The antivrial drug oseltamivir (Tamiflu) is rarely prescribed in Argentina for seasonal flu. However, as the deaths mounted in Argentina, this drug was prescribed with increasing frequency. There is reason to believe that people who received it promptly were more like to survive. From the study:
Of the 13 patients who died, 5 were hospitalized within 48 hours after the onset of symptoms; none received timely oseltamivir.
Without Tamiflu, the number of deaths among children in Argentina might have been much higher.
The American CDC was in close contact with Argentinian authorities during their outbreaks this summer. Further, they were likely well aware of the results of this study months ago. Yet, the Director of the CDC, Thomas Frieden, saw no reason to close American schools until a vaccine was ready.
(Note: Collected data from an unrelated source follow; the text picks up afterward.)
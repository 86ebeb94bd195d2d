//! Resource handle table: opaque script tokens for natively owned objects

use std::fs::File;
use std::io;
use std::sync::atomic::{AtomicBool, AtomicU64, Ordering};
use std::sync::Arc;

use dashmap::DashMap;

use perch_protocol::HandleToken;

/// Open mode recorded with a file resource.
#[derive(Debug, Clone, Copy, PartialEq, Eq)]
pub enum FileMode {
    Read,
    Write,
    Append,
}

/// A file opened through the virtual root on behalf of a script.
#[derive(Debug)]
pub struct OpenFile {
    pub file: File,
    pub mode: FileMode,
}

/// Cancellation handle for a pending asynchronous operation.
///
/// The background worker polls the flag; disposing the resource cancels the
/// work without touching the worker thread.
#[derive(Debug, Clone, Default)]
pub struct TaskHandle {
    cancelled: Arc<AtomicBool>,
}

impl TaskHandle {
    #[must_use]
    pub fn new() -> Self {
        Self::default()
    }

    pub fn cancel(&self) {
        self.cancelled.store(true, Ordering::SeqCst);
    }

    #[must_use]
    pub fn is_cancelled(&self) -> bool {
        self.cancelled.load(Ordering::SeqCst)
    }
}

/// Socket-like collaborator object (HTTP/WebSocket plumbing lives outside
/// this crate; the table only needs send/close). The table is shared with
/// background producers, so stored objects must be thread-safe.
pub trait SocketLike: Send + Sync {
    fn send(&mut self, data: &[u8]) -> io::Result<()>;
    fn close(&mut self);
}

/// The closed set of native objects a script can hold a token for.
pub enum Resource {
    File(OpenFile),
    Buffer(Vec<u8>),
    Task(TaskHandle),
    Socket(Box<dyn SocketLike>),
}

impl Resource {
    #[must_use]
    pub fn kind(&self) -> ResourceKind {
        match self {
            Self::File(_) => ResourceKind::File,
            Self::Buffer(_) => ResourceKind::Buffer,
            Self::Task(_) => ResourceKind::Task,
            Self::Socket(_) => ResourceKind::Socket,
        }
    }

    /// Release whatever the resource owns. Files and buffers drop, tasks are
    /// cancelled, sockets are closed.
    pub fn dispose(self) {
        match self {
            Self::File(_) | Self::Buffer(_) => {}
            Self::Task(task) => task.cancel(),
            Self::Socket(mut socket) => socket.close(),
        }
    }
}

impl std::fmt::Debug for Resource {
    fn fmt(&self, f: &mut std::fmt::Formatter<'_>) -> std::fmt::Result {
        write!(f, "Resource::{}", self.kind())
    }
}

/// Discriminant used for typed lookups at the script boundary.
#[derive(Debug, Clone, Copy, PartialEq, Eq)]
pub enum ResourceKind {
    File,
    Buffer,
    Task,
    Socket,
}

impl std::fmt::Display for ResourceKind {
    fn fmt(&self, f: &mut std::fmt::Formatter<'_>) -> std::fmt::Result {
        match self {
            Self::File => write!(f, "file"),
            Self::Buffer => write!(f, "buffer"),
            Self::Task => write!(f, "task"),
            Self::Socket => write!(f, "socket"),
        }
    }
}

/// Errors from typed handle resolution; surfaced to scripts as argument
/// errors at the call site.
#[derive(Debug, Clone, thiserror::Error)]
pub enum HandleError {
    #[error("{token} is closed or was never open")]
    Absent { token: HandleToken },

    #[error("{token} is a {actual}, expected a {expected}")]
    WrongKind {
        token: HandleToken,
        expected: ResourceKind,
        actual: ResourceKind,
    },
}

/// Maps opaque tokens to natively owned resources.
///
/// Shared by one session and by background producers that complete work on
/// other threads, so every operation is safe under concurrent insert,
/// lookup, and removal.
#[derive(Debug, Default)]
pub struct HandleTable {
    entries: DashMap<u64, Resource>,
    next_token: AtomicU64,
}

impl HandleTable {
    pub fn new() -> Self {
        Self::default()
    }

    /// Store a resource under a fresh token. `None` means "no value" and
    /// allocates nothing.
    pub fn push(&self, value: Option<Resource>) -> Option<HandleToken> {
        let resource = value?;
        let token = HandleToken(self.next_token.fetch_add(1, Ordering::Relaxed) + 1);
        self.entries.insert(token.0, resource);
        Some(token)
    }

    /// Non-consuming lookup; the entry stays for repeatable reads.
    pub fn with<R>(&self, token: HandleToken, f: impl FnOnce(&mut Resource) -> R) -> Option<R> {
        self.entries.get_mut(&token.0).map(|mut entry| f(entry.value_mut()))
    }

    /// Consuming lookup; the entry is removed (close/finalizer path).
    pub fn take(&self, token: HandleToken) -> Option<Resource> {
        self.entries.remove(&token.0).map(|(_, resource)| resource)
    }

    /// Non-consuming lookup that checks the stored kind.
    pub fn with_typed<R>(
        &self,
        token: HandleToken,
        expected: ResourceKind,
        f: impl FnOnce(&mut Resource) -> R,
    ) -> Result<R, HandleError> {
        let mut entry = self
            .entries
            .get_mut(&token.0)
            .ok_or(HandleError::Absent { token })?;
        let actual = entry.value().kind();
        if actual != expected {
            return Err(HandleError::WrongKind {
                token,
                expected,
                actual,
            });
        }
        Ok(f(entry.value_mut()))
    }

    /// Consuming lookup that checks the stored kind. On a kind mismatch the
    /// entry is left in place.
    pub fn take_typed(
        &self,
        token: HandleToken,
        expected: ResourceKind,
    ) -> Result<Resource, HandleError> {
        {
            let entry = self
                .entries
                .get(&token.0)
                .ok_or(HandleError::Absent { token })?;
            let actual = entry.value().kind();
            if actual != expected {
                return Err(HandleError::WrongKind {
                    token,
                    expected,
                    actual,
                });
            }
        }
        self.entries
            .remove(&token.0)
            .map(|(_, resource)| resource)
            .ok_or(HandleError::Absent { token })
    }

    #[must_use]
    pub fn len(&self) -> usize {
        self.entries.len()
    }

    #[must_use]
    pub fn is_empty(&self) -> bool {
        self.entries.is_empty()
    }

    /// Dispose every outstanding resource and clear the table.
    ///
    /// Called on session teardown; this is the defense against native
    /// handles leaking across a reboot.
    pub fn teardown(&self) {
        let tokens: Vec<u64> = self.entries.iter().map(|entry| *entry.key()).collect();
        let mut disposed = 0usize;
        for token in tokens {
            if let Some((_, resource)) = self.entries.remove(&token) {
                resource.dispose();
                disposed += 1;
            }
        }
        if disposed > 0 {
            tracing::debug!(disposed, "handle table torn down");
        }
    }
}

#[cfg(test)]
mod tests {
    use super::*;

    struct FakeSocket {
        closed: Arc<AtomicBool>,
    }

    impl SocketLike for FakeSocket {
        fn send(&mut self, _data: &[u8]) -> io::Result<()> {
            Ok(())
        }

        fn close(&mut self) {
            self.closed.store(true, Ordering::SeqCst);
        }
    }

    #[test]
    fn push_none_allocates_nothing() {
        let table = HandleTable::new();
        assert!(table.push(None).is_none());
        assert!(table.is_empty());
    }

    #[test]
    fn repeatable_then_consuming_reads() {
        let table = HandleTable::new();
        let token = table.push(Some(Resource::Buffer(vec![1, 2, 3]))).unwrap();

        for _ in 0..3 {
            let len = table.with(token, |r| match r {
                Resource::Buffer(b) => b.len(),
                _ => 0,
            });
            assert_eq!(len, Some(3));
        }

        assert!(table.take(token).is_some());
        assert!(table.take(token).is_none());
        assert_eq!(table.with(token, |_| ()), None);
    }

    #[test]
    fn typed_resolution_checks_kind() {
        let table = HandleTable::new();
        let token = table.push(Some(Resource::Task(TaskHandle::new()))).unwrap();

        let err = table
            .with_typed(token, ResourceKind::File, |_| ())
            .unwrap_err();
        assert!(matches!(err, HandleError::WrongKind { .. }));

        // Mismatch must not consume the entry
        assert!(table.take_typed(token, ResourceKind::Socket).is_err());
        assert_eq!(table.len(), 1);

        assert!(table.take_typed(token, ResourceKind::Task).is_ok());
        let err = table
            .with_typed(token, ResourceKind::Task, |_| ())
            .unwrap_err();
        assert!(matches!(err, HandleError::Absent { .. }));
    }

    #[test]
    fn teardown_disposes_everything() {
        let table = HandleTable::new();
        let task = TaskHandle::new();
        let closed = Arc::new(AtomicBool::new(false));

        let task_token = table.push(Some(Resource::Task(task.clone()))).unwrap();
        let socket_token = table
            .push(Some(Resource::Socket(Box::new(FakeSocket {
                closed: closed.clone(),
            }))))
            .unwrap();
        let buffer_token = table.push(Some(Resource::Buffer(vec![0; 8]))).unwrap();

        table.teardown();

        assert!(table.is_empty());
        assert!(task.is_cancelled());
        assert!(closed.load(Ordering::SeqCst));
        for token in [task_token, socket_token, buffer_token] {
            assert!(table.take(token).is_none());
        }
    }

    #[test]
    fn concurrent_insert_and_resolve() {
        let table = Arc::new(HandleTable::new());
        let mut workers = Vec::new();
        for _ in 0..4 {
            let table = table.clone();
            workers.push(std::thread::spawn(move || {
                let mut tokens = Vec::new();
                for i in 0..100 {
                    let token = table
                        .push(Some(Resource::Buffer(vec![0; i % 7])))
                        .unwrap();
                    tokens.push(token);
                }
                for token in &tokens {
                    assert!(table.with(*token, |_| ()).is_some());
                }
                for token in tokens {
                    assert!(table.take(token).is_some());
                }
            }));
        }
        for worker in workers {
            worker.join().unwrap();
        }
        assert!(table.is_empty());
    }

    #[test]
    fn tokens_are_unique() {
        let table = HandleTable::new();
        let a = table.push(Some(Resource::Buffer(vec![]))).unwrap();
        let b = table.push(Some(Resource::Buffer(vec![]))).unwrap();
        assert_ne!(a, b);
    }
}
Further, the CDC was slow to encourage the use of Tamiflu to treat patients, despite clear evidence that children were dying due to lack of access.
The failure of the CDC to warn American parents that their children would be 10 times more likely to die of pandemic flu than seasonal flu is inexcusable. Many American children likely died because of CDC policies on school closure and Tamiflu prescription.
Libster et al. (2009) Pediatric Hospitalizations Associated with 2009 Pandemic Influenza A (H1N1) in Argentina. New England Journal of Medicine. December 23.